Image translation inference of the models on a single Colab P100 GPUs took around 0.15s. So streamed "near real time" video was possible but at low frame rates (~7 fps). Since real time augmented video streams were the reason I started the project, I pushed on, exploring ways to speed up inference:

using different unet backbones that were lighter for quicker inference. Architectures I tried included: ResNeXt, Wide ResNet, MobileNets, and Efficient nets (which were what I was most hopeful for). Ross Wightman provides a great collection of pretrained backbones here: PyTorch Image Models. Creating UNets for these backbones was non-trivial and I ended up spending a lot of time in Pytorch getting them to work. Unfortunately, inference speed ups weren't significant and were also outweighed by sacrifices in generation quality.
serialising the model and running inference with ONNX runtime. For U-Nets on GPU, I did not find substantial gains in inference speed.
technically you could also run multiple GPUs processing sequential frames to increase framerate but this was outside my project scope.

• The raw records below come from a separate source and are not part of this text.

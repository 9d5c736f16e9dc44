// data module
pub mod data {
    pub mod spectrum;
    pub mod feature;
}

// wavelet module
pub mod wavelet {
    pub mod filter;
    pub mod transform;
    pub mod threshold;
}

// algorithm module
pub mod algorithm {
    pub mod extraction;
    pub mod lockmass;
}

pub mod error;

Sadly, with real time video still a 2 to 3x in performance away and no more insights for improvement, I decided to shelve the project. The demo video that I showed at the beginning of this article was rendered in post 😢

This was a really enjoyable project to work on and it was my first experience building a machine learning app end to end. It would be cool to see how I would improve this project today with better GPUs, newer ML techniques and as a more experienced engineer. Perhaps I will pick this up again when I have time to spare in the future. Until then.